• [Try it] All of the records should be given back exactly and in full.

• [Dataset entries]
- - - - -
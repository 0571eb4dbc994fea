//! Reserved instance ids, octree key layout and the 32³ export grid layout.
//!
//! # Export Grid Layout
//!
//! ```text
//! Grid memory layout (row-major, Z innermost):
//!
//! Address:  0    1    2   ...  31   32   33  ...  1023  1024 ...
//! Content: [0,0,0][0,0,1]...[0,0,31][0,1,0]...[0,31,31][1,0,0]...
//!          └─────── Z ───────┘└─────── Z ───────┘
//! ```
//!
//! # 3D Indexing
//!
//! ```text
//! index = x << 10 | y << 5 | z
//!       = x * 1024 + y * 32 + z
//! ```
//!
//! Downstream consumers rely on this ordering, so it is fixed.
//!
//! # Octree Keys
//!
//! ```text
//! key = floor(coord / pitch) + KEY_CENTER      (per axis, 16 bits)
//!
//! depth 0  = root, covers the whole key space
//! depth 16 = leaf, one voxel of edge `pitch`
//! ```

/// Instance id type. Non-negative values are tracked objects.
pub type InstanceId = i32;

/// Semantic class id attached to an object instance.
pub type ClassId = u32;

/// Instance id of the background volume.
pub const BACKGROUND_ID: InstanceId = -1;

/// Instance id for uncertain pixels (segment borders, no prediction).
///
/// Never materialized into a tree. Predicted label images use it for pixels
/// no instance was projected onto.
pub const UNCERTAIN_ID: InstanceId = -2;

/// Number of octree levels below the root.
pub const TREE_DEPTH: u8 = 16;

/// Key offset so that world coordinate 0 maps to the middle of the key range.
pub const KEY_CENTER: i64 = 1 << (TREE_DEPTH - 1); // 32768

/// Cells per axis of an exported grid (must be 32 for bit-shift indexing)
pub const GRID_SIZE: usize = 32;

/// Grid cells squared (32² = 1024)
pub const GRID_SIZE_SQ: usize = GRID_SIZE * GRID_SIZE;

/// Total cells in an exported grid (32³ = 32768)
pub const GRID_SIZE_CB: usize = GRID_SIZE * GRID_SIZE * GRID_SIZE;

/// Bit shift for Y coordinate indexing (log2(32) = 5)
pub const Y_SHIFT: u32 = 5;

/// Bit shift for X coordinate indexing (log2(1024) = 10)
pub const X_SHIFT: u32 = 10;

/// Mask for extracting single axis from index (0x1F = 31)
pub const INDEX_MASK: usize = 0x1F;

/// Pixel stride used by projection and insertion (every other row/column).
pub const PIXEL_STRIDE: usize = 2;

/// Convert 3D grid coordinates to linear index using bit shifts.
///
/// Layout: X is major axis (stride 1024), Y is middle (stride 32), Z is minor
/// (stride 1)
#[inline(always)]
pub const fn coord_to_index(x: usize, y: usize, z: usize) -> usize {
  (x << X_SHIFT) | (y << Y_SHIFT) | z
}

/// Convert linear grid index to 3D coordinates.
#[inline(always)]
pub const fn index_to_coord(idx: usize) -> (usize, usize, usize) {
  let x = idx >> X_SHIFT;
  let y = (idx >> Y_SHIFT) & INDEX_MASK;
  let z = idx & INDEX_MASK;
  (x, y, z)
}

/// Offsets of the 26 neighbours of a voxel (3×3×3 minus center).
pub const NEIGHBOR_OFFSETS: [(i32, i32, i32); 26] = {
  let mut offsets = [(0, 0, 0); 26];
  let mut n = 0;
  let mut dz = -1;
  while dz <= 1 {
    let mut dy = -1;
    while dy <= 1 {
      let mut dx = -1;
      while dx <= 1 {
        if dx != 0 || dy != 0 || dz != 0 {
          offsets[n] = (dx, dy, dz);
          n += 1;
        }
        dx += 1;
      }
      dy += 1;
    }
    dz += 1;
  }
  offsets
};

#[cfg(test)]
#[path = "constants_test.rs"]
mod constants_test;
- - - - -
• [The completed task]
repository 0571eb4dbc994fea
//! Reserved instance ids, octree key layout and the 32³ export grid layout.
//!
//! # Export Grid Layout
//!
//! ```text
//! Grid memory layout (row-major, Z innermost):
//!
//! Address:  0    1    2   ...  31   32   33  ...  1023  1024 ...
//! Content: [0,0,0][0,0,1]...[0,0,31][0,1,0]...[0,31,31][1,0,0]...
//!          └─────── Z ───────┘└─────── Z ───────┘
//! ```
//!
//! # 3D Indexing
//!
//! ```text
//! index = x << 10 | y << 5 | z
//!       = x * 1024 + y * 32 + z
//! ```
//!
//! Downstream consumers rely on this ordering, so it is fixed.
//!
//! # Octree Keys
//!
//! ```text
//! key = floor(coord / pitch) + KEY_CENTER      (per axis, 16 bits)
//!
//! depth 0  = root, covers the whole key space
//! depth 16 = leaf, one voxel of edge `pitch`
//! ```

/// Instance id type. Non-negative values are tracked objects.
pub type InstanceId = i32;

/// Semantic class id attached to an object instance.
pub type ClassId = u32;

/// Instance id of the background volume.
pub const BACKGROUND_ID: InstanceId = -1;

/// Instance id for uncertain pixels (segment borders, no prediction).
///
/// Never materialized into a tree. Predicted label images use it for pixels
/// no instance was projected onto.
pub const UNCERTAIN_ID: InstanceId = -2;

/// Number of octree levels below the root.
pub const TREE_DEPTH: u8 = 16;

/// Key offset so that world coordinate 0 maps to the middle of the key range.
pub const KEY_CENTER: i64 = 1 << (TREE_DEPTH - 1); // 32768

/// Cells per axis of an exported grid (must be 32 for bit-shift indexing)
pub const GRID_SIZE: usize = 32;

/// Grid cells squared (32² = 1024)
pub const GRID_SIZE_SQ: usize = GRID_SIZE * GRID_SIZE;

/// Total cells in an exported grid (32³ = 32768)
pub const GRID_SIZE_CB: usize = GRID_SIZE * GRID_SIZE * GRID_SIZE;

/// Bit shift for Y coordinate indexing (log2(32) = 5)
pub const Y_SHIFT: u32 = 5;

/// Bit shift for X coordinate indexing (log2(1024) = 10)
pub const X_SHIFT: u32 = 10;

/// Mask for extracting single axis from index (0x1F = 31)
pub const INDEX_MASK: usize = 0x1F;

/// Pixel stride used by projection and insertion (every other row/column).
pub const PIXEL_STRIDE: usize = 2;

/// Convert 3D grid coordinates to linear index using bit shifts.
///
/// Layout: X is major axis (stride 1024), Y is middle (stride 32), Z is minor
/// (stride 1)
#[inline(always)]
pub const fn coord_to_index(x: usize, y: usize, z: usize) -> usize {
  (x << X_SHIFT) | (y << Y_SHIFT) | z
}

/// Convert linear grid index to 3D coordinates.
#[inline(always)]
pub const fn index_to_coord(idx: usize) -> (usize, usize, usize) {
  let x = idx >> X_SHIFT;
  let y = (idx >> Y_SHIFT) & INDEX_MASK;
  let z = idx & INDEX_MASK;
  (x, y, z)
}

/// Offsets of the 26 neighbours of a voxel (3×3×3 minus center).
pub const NEIGHBOR_OFFSETS: [(i32, i32, i32); 26] = {
  let mut offsets = [(0, 0, 0); 26];
  let mut n = 0;
  let mut dz = -1;
  while dz <= 1 {
    let mut dy = -1;
    while dy <= 1 {
      let mut dx = -1;
      while dx <= 1 {
        if dx != 0 || dy != 0 || dz != 0 {
          offsets[n] = (dx, dy, dz);
          n += 1;
        }
        dx += 1;
      }
      dy += 1;
    }
    dz += 1;
  }
  offsets
};

#[cfg(test)]
#[path = "constants_test.rs"]
mod constants_test;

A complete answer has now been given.